By Steve Kemme
The Cincinnati Enquirer
HAMILTON - The cost of converting the former Mercy Hospital Hamilton into a social services and community resource center would be about $17 million - $5 million more than the cost of renovating it for corporate offices.
That cost estimate emerged from a study conducted by a team of representatives of Butler County, Hamilton, social service agencies and Mercy Health Partners, which owns the facility.
To be able to charge a highly competitive rental rate of $10 per square foot, the facility would need to be 92 percent occupied, said Ed Roeber, senior vice president and chief financial officer of Mercy Health Partners.
"It's going to be feasible only if you can get to that high level of occupancy immediately," he said.
Some members of the study team presented the results of its research to the county commissioners Monday.
Butler County United Way is exploring the possibility of buying the former hospital and converting it into a one-stop shop for social services and community resources. The hospital has been closed for two years.

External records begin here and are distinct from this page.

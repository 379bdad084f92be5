use semver::Version;
use thiserror::Error;

/// Versioned application directories are named `app-<semver>`. The prefix
/// match is case-sensitive: install tooling always writes lowercase.
pub const APP_DIR_PREFIX: &str = "app-";

#[derive(Debug, Error)]
#[error("invalid semver {input:?}: {source}")]
pub struct VersionError {
    pub input: String,
    #[source]
    source: semver::Error,
}

/// Strict semver 2.0 parse (delegated to the `semver` crate).
pub fn parse(s: &str) -> Result<Version, VersionError> {
    Version::parse(s).map_err(|source| VersionError {
        input: s.to_string(),
        source,
    })
}

/// Extract the version from an `app-<semver>` directory basename.
///
/// Returns `None` for a missing or wrong-case prefix and for an
/// unparseable remainder — callers skip such entries, never abort.
pub fn from_app_dir(name: &str) -> Option<Version> {
    let rest = name.strip_prefix(APP_DIR_PREFIX)?;
    parse(rest).ok()
}
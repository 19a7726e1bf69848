mod app;
mod board;
mod overlays;
mod panels;
mod snapshot;
mod storage;
mod task;
mod ui;
mod util;

use std::io;
use std::path::PathBuf;

use crossterm::{
    event::{self, DisableMouseCapture, EnableMouseCapture, Event, KeyEventKind},
    execute,
    terminal::{
        disable_raw_mode, enable_raw_mode, EnterAlternateScreen, LeaveAlternateScreen, SetTitle,
    },
};
use ratatui::prelude::*;

use app::App;
use storage::Storage;

fn main() -> anyhow::Result<()> {
    // env_logger writes to stderr; redirect it when watching a session
    env_logger::init();

    // Parse CLI arguments
    let args: Vec<String> = std::env::args().collect();
    let path = args
        .get(1)
        .map_or_else(|| PathBuf::from("kanban.json"), PathBuf::from);

    // Open the board before touching the terminal, so a bad file prints
    // a plain error instead of garbling the alternate screen.
    let (storage, loaded) = Storage::open(path)?;
    let board = snapshot::decode(&loaded);

    // Setup terminal
    enable_raw_mode()?;
    let mut stdout = io::stdout();
    execute!(
        stdout,
        EnterAlternateScreen,
        EnableMouseCapture,
        SetTitle("kanban-tui")
    )?;
    let backend = CrosstermBackend::new(stdout);
    let mut terminal = Terminal::new(backend)?;

    // Run the app
    let result = run(&mut terminal, App::new(board, storage));

    // Restore terminal
    disable_raw_mode()?;
    execute!(
        terminal.backend_mut(),
        DisableMouseCapture,
        LeaveAlternateScreen
    )?;

    result
}

fn run(terminal: &mut Terminal<CrosstermBackend<io::Stdout>>, mut app: App) -> anyhow::Result<()> {
    loop {
        terminal.draw(|frame| ui::render(frame, &mut app))?;

        // Nothing animates, so block until the next event instead of
        // polling on a tick.
        match event::read()? {
            Event::Key(key) if key.kind == KeyEventKind::Press => app.handle_key(key),
            Event::Mouse(mouse) => app.handle_mouse(mouse),
            _ => {}
        }

        if app.should_quit {
            break;
        }
    }

    Ok(())
}
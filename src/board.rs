use crate::task::{Lane, Task};

/// Ordered task lists for all four lanes.
///
/// The board is the in-memory source of truth for task order. Rendering
/// reads from it and the snapshot codec serializes it; nothing else
/// holds task state.
#[derive(Debug, Clone, Default, PartialEq, Eq)]
pub struct Board {
    backlog: Vec<Task>,
    in_progress: Vec<Task>,
    complete: Vec<Task>,
    on_hold: Vec<Task>,
}

impl Board {
    pub fn tasks(&self, lane: Lane) -> &[Task] {
        match lane {
            Lane::Backlog => &self.backlog,
            Lane::InProgress => &self.in_progress,
            Lane::Complete => &self.complete,
            Lane::OnHold => &self.on_hold,
        }
    }

    fn tasks_mut(&mut self, lane: Lane) -> &mut Vec<Task> {
        match lane {
            Lane::Backlog => &mut self.backlog,
            Lane::InProgress => &mut self.in_progress,
            Lane::Complete => &mut self.complete,
            Lane::OnHold => &mut self.on_hold,
        }
    }

    /// Appends a task to the end of a lane.
    ///
    /// Empty text is the one invalid task; it is rejected and `false`
    /// is returned with the board untouched, so the caller can warn the
    /// user. Anything else, including whitespace, is stored verbatim.
    #[must_use]
    pub fn append(&mut self, lane: Lane, text: String) -> bool {
        if text.is_empty() {
            return false;
        }
        self.tasks_mut(lane).push(Task::new(text));
        true
    }

    /// Moves the task at `from_index` to position `to_index` of lane `to`.
    ///
    /// `to_index` addresses the target lane as it looks after the task
    /// has been taken out, so moving within one lane is a plain
    /// reorder. Indices past the end of the target lane append; a
    /// `from_index` past the end of the source lane is a no-op.
    pub fn move_task(&mut self, from: Lane, from_index: usize, to: Lane, to_index: usize) {
        if from_index >= self.lane_len(from) {
            return;
        }
        let task = self.tasks_mut(from).remove(from_index);
        let tasks = self.tasks_mut(to);
        let index = to_index.min(tasks.len());
        tasks.insert(index, task);
    }

    pub fn lane_len(&self, lane: Lane) -> usize {
        self.tasks(lane).len()
    }

    /// Total number of tasks across all lanes.
    pub fn total_len(&self) -> usize {
        Lane::ALL.iter().map(|&lane| self.lane_len(lane)).sum()
    }

    /// Inserts a task exactly as given, bypassing the empty-text check.
    /// Only the snapshot codec restores tasks this way.
    pub(crate) fn restore(&mut self, lane: Lane, task: Task) {
        self.tasks_mut(lane).push(task);
    }
}

#[cfg(test)]
mod tests {
    use super::*;

    fn board_with(lane: Lane, texts: &[&str]) -> Board {
        let mut board = Board::default();
        for text in texts {
            assert!(board.append(lane, (*text).to_string()));
        }
        board
    }

    #[test]
    fn append_pushes_to_end_of_lane() {
        let board = board_with(Lane::Backlog, &["wash dishes", "pay rent"]);

        let texts: Vec<&str> = board
            .tasks(Lane::Backlog)
            .iter()
            .map(|task| task.text.as_str())
            .collect();
        assert_eq!(texts, vec!["wash dishes", "pay rent"]);
        assert_eq!(board.lane_len(Lane::InProgress), 0);
    }

    #[test]
    fn append_rejects_empty_text() {
        let mut board = Board::default();

        assert!(!board.append(Lane::Backlog, String::new()));
        assert_eq!(board, Board::default());
    }

    #[test]
    fn append_keeps_whitespace_text() {
        let mut board = Board::default();

        assert!(board.append(Lane::Backlog, "   ".to_string()));
        assert_eq!(board.tasks(Lane::Backlog)[0].text, "   ");
    }

    #[test]
    fn move_task_between_lanes_inserts_at_index() {
        let mut board = board_with(Lane::Backlog, &["a", "b"]);
        assert!(board.append(Lane::InProgress, "c".to_string()));

        board.move_task(Lane::Backlog, 0, Lane::InProgress, 0);

        assert_eq!(board.tasks(Lane::Backlog)[0].text, "b");
        let texts: Vec<&str> = board
            .tasks(Lane::InProgress)
            .iter()
            .map(|task| task.text.as_str())
            .collect();
        assert_eq!(texts, vec!["a", "c"]);
        assert_eq!(board.total_len(), 3);
    }

    #[test]
    fn move_task_clamps_target_index_to_append() {
        let mut board = board_with(Lane::Backlog, &["a"]);
        assert!(board.append(Lane::Complete, "b".to_string()));

        board.move_task(Lane::Backlog, 0, Lane::Complete, 99);

        assert_eq!(board.lane_len(Lane::Backlog), 0);
        assert_eq!(board.tasks(Lane::Complete)[1].text, "a");
    }

    #[test]
    fn move_task_within_lane_reorders() {
        let mut board = board_with(Lane::Backlog, &["a", "b", "c"]);

        board.move_task(Lane::Backlog, 0, Lane::Backlog, 1);

        let texts: Vec<&str> = board
            .tasks(Lane::Backlog)
            .iter()
            .map(|task| task.text.as_str())
            .collect();
        assert_eq!(texts, vec!["b", "a", "c"]);
    }

    #[test]
    fn move_task_ignores_bad_source_index() {
        let mut board = board_with(Lane::Backlog, &["a"]);
        let before = board.clone();

        board.move_task(Lane::Backlog, 5, Lane::InProgress, 0);

        assert_eq!(board, before);
    }

    #[test]
    fn total_len_counts_every_lane() {
        let mut board = board_with(Lane::Backlog, &["a", "b"]);
        assert!(board.append(Lane::OnHold, "c".to_string()));

        assert_eq!(board.total_len(), 3);
    }
}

The commissioners said they like the concept of having all social services under one roof, but aren't sure whether the project is financially feasible.
An occupancy rate of 92 percent would mean the project would need $5.8 million in grants and campaign funds, Roeber said. An occupancy rate of 61 percent would require $16 million in grants and campaign funds.

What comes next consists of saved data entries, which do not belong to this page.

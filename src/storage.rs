use std::fs;
use std::io;
use std::path::PathBuf;

use log::{debug, info};
use thiserror::Error;

use crate::snapshot::Snapshot;

/// Errors from reading or writing the board file.
#[derive(Debug, Error)]
pub enum StorageError {
    #[error("could not access board file {}: {source}", path.display())]
    Io {
        path: PathBuf,
        #[source]
        source: io::Error,
    },
    #[error("board file {} is not a flat JSON object: {source}", path.display())]
    Malformed {
        path: PathBuf,
        #[source]
        source: serde_json::Error,
    },
    #[error("could not serialize the board: {source}")]
    Serialize {
        #[source]
        source: serde_json::Error,
    },
}

/// Handle to the board file on disk.
///
/// The whole board is small, so every save rewrites the full file; there
/// is no partial update.
pub struct Storage {
    path: PathBuf,
}

impl Storage {
    /// Opens the board file, creating it on first run.
    ///
    /// A missing file is written out with every lane set to the empty
    /// string before returning, so a first launch and a relaunch look
    /// the same to the caller. A file that exists but does not parse is
    /// an error rather than a reset; overwriting it here would lose its
    /// contents on the next save.
    pub fn open(path: PathBuf) -> Result<(Self, Snapshot), StorageError> {
        let storage = Self { path };
        let snapshot = match fs::read_to_string(&storage.path) {
            Ok(content) => {
                let snapshot =
                    serde_json::from_str(&content).map_err(|source| StorageError::Malformed {
                        path: storage.path.clone(),
                        source,
                    })?;
                debug!("loaded board from {}", storage.path.display());
                snapshot
            }
            Err(source) if source.kind() == io::ErrorKind::NotFound => {
                let snapshot = Snapshot::default();
                storage.save(&snapshot)?;
                info!("created board file {}", storage.path.display());
                snapshot
            }
            Err(source) => {
                return Err(StorageError::Io {
                    path: storage.path.clone(),
                    source,
                });
            }
        };
        Ok((storage, snapshot))
    }

    /// Overwrites the board file with `snapshot`.
    pub fn save(&self, snapshot: &Snapshot) -> Result<(), StorageError> {
        let mut content = serde_json::to_string_pretty(snapshot)
            .map_err(|source| StorageError::Serialize { source })?;
        content.push('\n');
        fs::write(&self.path, content).map_err(|source| StorageError::Io {
            path: self.path.clone(),
            source,
        })?;
        debug!("saved board to {}", self.path.display());
        Ok(())
    }
}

Commissioner Courtney Combs questioned whether it's realistic to expect a 92 percent occupancy rate.
"I think 61 percent is very feasible," he said.
The county and Hamilton could be asked to guarantee the financing.
"It comes down to the money," Commissioner Mike Fox said.
"Our financial picture isn't too bright right now," Commissioner Chuck Furmon said.
United Way, county and Hamilton officials and Mercy Health Partners will have to decide whether the project is worth the financial risk.
Maureen Noe, president and CEO of Butler County United Way, said there are some huge projects in the county that involved high-stakes risks, but wound up paying off. She cited the Michael A. Fox Highway as one example. "It needs to be a shared risk if we go forward," she said.
The United Way proposal would involve tearing down the hospital wing along Dayton Street and the adjoining office building. But the county morgue would be retained.
There are other possible proposals for the facility.
One prospective buyer would convert the old hospital into an apartment complex for the elderly, said Ken Page, a senior vice president for Mercy Health Partners. Hamilton officials also have discussed incorporating the site into riverfront development plans.
"We'll see that it's used in a way that's productive and positive for the community," Page said.